Supplied data:
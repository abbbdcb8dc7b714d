//! Configuration file support for Reprise.
//!
//! Configuration is loaded from `$XDG_CONFIG_HOME/reprise/config.toml`.

use crate::{Error, Result};
use serde::{Deserialize, Serialize};
use std::path::{Path, PathBuf};

/// Application configuration
#[derive(Clone, Debug, Serialize, Deserialize, Default)]
pub struct Config {
    #[serde(default)]
    pub data: DataConfig,

    #[serde(default)]
    pub player: PlayerConfig,

    #[serde(default)]
    pub rewards: RewardConfig,

    #[serde(default)]
    pub quests: QuestConfig,
}

/// Data storage configuration
#[derive(Clone, Debug, Serialize, Deserialize)]
pub struct DataConfig {
    #[serde(default = "default_data_dir")]
    pub data_dir: PathBuf,
}

impl Default for DataConfig {
    fn default() -> Self {
        Self {
            data_dir: default_data_dir(),
        }
    }
}

/// Player identity and first-launch defaults
#[derive(Clone, Debug, Serialize, Deserialize)]
pub struct PlayerConfig {
    #[serde(default = "default_player_id")]
    pub id: String,

    #[serde(default = "default_starting_coins")]
    pub starting_coins: u64,
}

impl Default for PlayerConfig {
    fn default() -> Self {
        Self {
            id: default_player_id(),
            starting_coins: default_starting_coins(),
        }
    }
}

/// Reward amounts emitted by the workout session controller
#[derive(Clone, Debug, Serialize, Deserialize, PartialEq)]
pub struct RewardConfig {
    /// XP for a finished set when the exercise does not carry its own value
    #[serde(default = "default_xp_per_set")]
    pub xp_per_set: u32,

    #[serde(default = "default_workout_base_xp")]
    pub workout_base_xp: u64,

    #[serde(default = "default_xp_per_exercise")]
    pub xp_per_exercise: u64,

    #[serde(default = "default_workout_base_coins")]
    pub workout_base_coins: u64,

    #[serde(default = "default_coins_per_exercise_pair")]
    pub coins_per_exercise_pair: u64,

    /// Rest applied when an exercise does not declare one
    #[serde(default = "default_rest_seconds")]
    pub default_rest_seconds: u32,

    /// Force and endurance gained per finished workout (capped at 2.0)
    #[serde(default = "default_attribute_gain")]
    pub attribute_gain_per_workout: f64,
}

impl Default for RewardConfig {
    fn default() -> Self {
        Self {
            xp_per_set: default_xp_per_set(),
            workout_base_xp: default_workout_base_xp(),
            xp_per_exercise: default_xp_per_exercise(),
            workout_base_coins: default_workout_base_coins(),
            coins_per_exercise_pair: default_coins_per_exercise_pair(),
            default_rest_seconds: default_rest_seconds(),
            attribute_gain_per_workout: default_attribute_gain(),
        }
    }
}

/// Daily quest parameters
#[derive(Clone, Debug, Serialize, Deserialize)]
pub struct QuestConfig {
    /// Liters logged by one "drink water" action
    #[serde(default = "default_water_glass_liters")]
    pub water_glass_liters: f64,
}

impl Default for QuestConfig {
    fn default() -> Self {
        Self {
            water_glass_liters: default_water_glass_liters(),
        }
    }
}

// Default value functions
fn default_data_dir() -> PathBuf {
    let base = dirs::data_local_dir().unwrap_or_else(|| {
        std::env::var("HOME")
            .map(|home| PathBuf::from(home).join(".local/share"))
            .unwrap_or_else(|_| PathBuf::from("."))
    });
    base.join("reprise")
}

fn default_player_id() -> String {
    "00000000-0000-0000-0000-000000000001".into()
}

fn default_starting_coins() -> u64 {
    250
}

fn default_xp_per_set() -> u32 {
    10
}

fn default_workout_base_xp() -> u64 {
    100
}

fn default_xp_per_exercise() -> u64 {
    10
}

fn default_workout_base_coins() -> u64 {
    50
}

fn default_coins_per_exercise_pair() -> u64 {
    10
}

fn default_rest_seconds() -> u32 {
    60
}

fn default_attribute_gain() -> f64 {
    1.0
}

fn default_water_glass_liters() -> f64 {
    0.5
}

impl Config {
    /// Load configuration from the standard config path
    pub fn load() -> Result<Self> {
        let config_path = Self::default_config_path();
        if config_path.exists() {
            Self::load_from(&config_path)
        } else {
            tracing::info!(
                "No config file found at {:?}, using defaults",
                config_path
            );
            Ok(Self::default())
        }
    }

    /// Load configuration from a specific path
    pub fn load_from(path: &Path) -> Result<Self> {
        let contents = std::fs::read_to_string(path)?;
        let config: Config = toml::from_str(&contents)?;
        config.validate()?;
        tracing::info!("Loaded config from {:?}", path);
        Ok(config)
    }

    /// Get the default config file path
    pub fn default_config_path() -> PathBuf {
        let base = dirs::config_dir().unwrap_or_else(|| {
            std::env::var("HOME")
                .map(|home| PathBuf::from(home).join(".config"))
                .unwrap_or_else(|_| PathBuf::from("."))
        });
        base.join("reprise").join("config.toml")
    }

    /// Reject values the engine cannot honor
    pub fn validate(&self) -> Result<()> {
        let glass = self.quests.water_glass_liters;
        if !glass.is_finite() || glass <= 0.0 {
            return Err(Error::Config(format!(
                "water_glass_liters must be positive, got {}",
                glass
            )));
        }
        let gain = self.rewards.attribute_gain_per_workout;
        if !gain.is_finite() || !(0.0..=2.0).contains(&gain) {
            return Err(Error::Config(format!(
                "attribute_gain_per_workout must be within [0, 2], got {}",
                gain
            )));
        }
        if self.player.id.trim().is_empty() {
            return Err(Error::Config("player id must not be empty".into()));
        }
        Ok(())
    }

    /// Save the current configuration to a specific path
    pub fn save_to(&self, path: &Path) -> Result<()> {
        if let Some(parent) = path.parent() {
            std::fs::create_dir_all(parent)?;
        }

        let contents = toml::to_string_pretty(self)
            .map_err(|e| Error::Config(format!("Failed to serialize config: {}", e)))?;
        std::fs::write(path, contents)?;
        tracing::info!("Saved config to {:?}", path);
        Ok(())
    }
}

Work item:
Transcribe the full listing exactly, leaving out no line.

Exercise output:
repository abbbdcb8dc7b714d
//! Configuration file support for Reprise.
//!
//! Configuration is loaded from `$XDG_CONFIG_HOME/reprise/config.toml`.

use crate::{Error, Result};
use serde::{Deserialize, Serialize};
use std::path::{Path, PathBuf};

/// Application configuration
#[derive(Clone, Debug, Serialize, Deserialize, Default)]
pub struct Config {
    #[serde(default)]
    pub data: DataConfig,

    #[serde(default)]
    pub player: PlayerConfig,

    #[serde(default)]
    pub rewards: RewardConfig,

    #[serde(default)]
    pub quests: QuestConfig,
}

/// Data storage configuration
#[derive(Clone, Debug, Serialize, Deserialize)]
pub struct DataConfig {
    #[serde(default = "default_data_dir")]
    pub data_dir: PathBuf,
}

impl Default for DataConfig {
    fn default() -> Self {
        Self {
            data_dir: default_data_dir(),
        }
    }
}

/// Player identity and first-launch defaults
#[derive(Clone, Debug, Serialize, Deserialize)]
pub struct PlayerConfig {
    #[serde(default = "default_player_id")]
    pub id: String,

    #[serde(default = "default_starting_coins")]
    pub starting_coins: u64,
}

impl Default for PlayerConfig {
    fn default() -> Self {
        Self {
            id: default_player_id(),
            starting_coins: default_starting_coins(),
        }
    }
}

/// Reward amounts emitted by the workout session controller
#[derive(Clone, Debug, Serialize, Deserialize, PartialEq)]
pub struct RewardConfig {
    /// XP for a finished set when the exercise does not carry its own value
    #[serde(default = "default_xp_per_set")]
    pub xp_per_set: u32,

    #[serde(default = "default_workout_base_xp")]
    pub workout_base_xp: u64,

    #[serde(default = "default_xp_per_exercise")]
    pub xp_per_exercise: u64,

    #[serde(default = "default_workout_base_coins")]
    pub workout_base_coins: u64,

    #[serde(default = "default_coins_per_exercise_pair")]
    pub coins_per_exercise_pair: u64,

    /// Rest applied when an exercise does not declare one
    #[serde(default = "default_rest_seconds")]
    pub default_rest_seconds: u32,

    /// Force and endurance gained per finished workout (capped at 2.0)
    #[serde(default = "default_attribute_gain")]
    pub attribute_gain_per_workout: f64,
}

impl Default for RewardConfig {
    fn default() -> Self {
        Self {
            xp_per_set: default_xp_per_set(),
            workout_base_xp: default_workout_base_xp(),
            xp_per_exercise: default_xp_per_exercise(),
            workout_base_coins: default_workout_base_coins(),
            coins_per_exercise_pair: default_coins_per_exercise_pair(),
            default_rest_seconds: default_rest_seconds(),
            attribute_gain_per_workout: default_attribute_gain(),
        }
    }
}

/// Daily quest parameters
#[derive(Clone, Debug, Serialize, Deserialize)]
pub struct QuestConfig {
    /// Liters logged by one "drink water" action
    #[serde(default = "default_water_glass_liters")]
    pub water_glass_liters: f64,
}

impl Default for QuestConfig {
    fn default() -> Self {
        Self {
            water_glass_liters: default_water_glass_liters(),
        }
    }
}

// Default value functions
fn default_data_dir() -> PathBuf {
    let base = dirs::data_local_dir().unwrap_or_else(|| {
        std::env::var("HOME")
            .map(|home| PathBuf::from(home).join(".local/share"))
            .unwrap_or_else(|_| PathBuf::from("."))
    });
    base.join("reprise")
}

fn default_player_id() -> String {
    "00000000-0000-0000-0000-000000000001".into()
}

fn default_starting_coins() -> u64 {
    250
}

fn default_xp_per_set() -> u32 {
    10
}

fn default_workout_base_xp() -> u64 {
    100
}

fn default_xp_per_exercise() -> u64 {
    10
}

fn default_workout_base_coins() -> u64 {
    50
}

fn default_coins_per_exercise_pair() -> u64 {
    10
}

fn default_rest_seconds() -> u32 {
    60
}

fn default_attribute_gain() -> f64 {
    1.0
}

fn default_water_glass_liters() -> f64 {
    0.5
}

impl Config {
    /// Load configuration from the standard config path
    pub fn load() -> Result<Self> {
        let config_path = Self::default_config_path();
        if config_path.exists() {
            Self::load_from(&config_path)
        } else {
            tracing::info!(
                "No config file found at {:?}, using defaults",
                config_path
            );
            Ok(Self::default())
        }
    }

    /// Load configuration from a specific path
    pub fn load_from(path: &Path) -> Result<Self> {
        let contents = std::fs::read_to_string(path)?;
        let config: Config = toml::from_str(&contents)?;
        config.validate()?;
        tracing::info!("Loaded config from {:?}", path);
        Ok(config)
    }

    /// Get the default config file path
    pub fn default_config_path() -> PathBuf {
        let base = dirs::config_dir().unwrap_or_else(|| {
            std::env::var("HOME")
                .map(|home| PathBuf::from(home).join(".config"))
                .unwrap_or_else(|_| PathBuf::from("."))
        });
        base.join("reprise").join("config.toml")
    }

    /// Reject values the engine cannot honor
    pub fn validate(&self) -> Result<()> {
        let glass = self.quests.water_glass_liters;
        if !glass.is_finite() || glass <= 0.0 {
            return Err(Error::Config(format!(
                "water_glass_liters must be positive, got {}",
                glass
            )));
        }
        let gain = self.rewards.attribute_gain_per_workout;
        if !gain.is_finite() || !(0.0..=2.0).contains(&gain) {
            return Err(Error::Config(format!(
                "attribute_gain_per_workout must be within [0, 2], got {}",
                gain
            )));
        }
        if self.player.id.trim().is_empty() {
            return Err(Error::Config("player id must not be empty".into()));
        }
        Ok(())
    }

    /// Save the current configuration to a specific path
    pub fn save_to(&self, path: &Path) -> Result<()> {
        if let Some(parent) = path.parent() {
            std::fs::create_dir_all(parent)?;
        }

        let contents = toml::to_string_pretty(self)
            .map_err(|e| Error::Config(format!("Failed to serialize config: {}", e)))?;
        std::fs::write(path, contents)?;
        tracing::info!("Saved config to {:?}", path);
        Ok(())
    }
}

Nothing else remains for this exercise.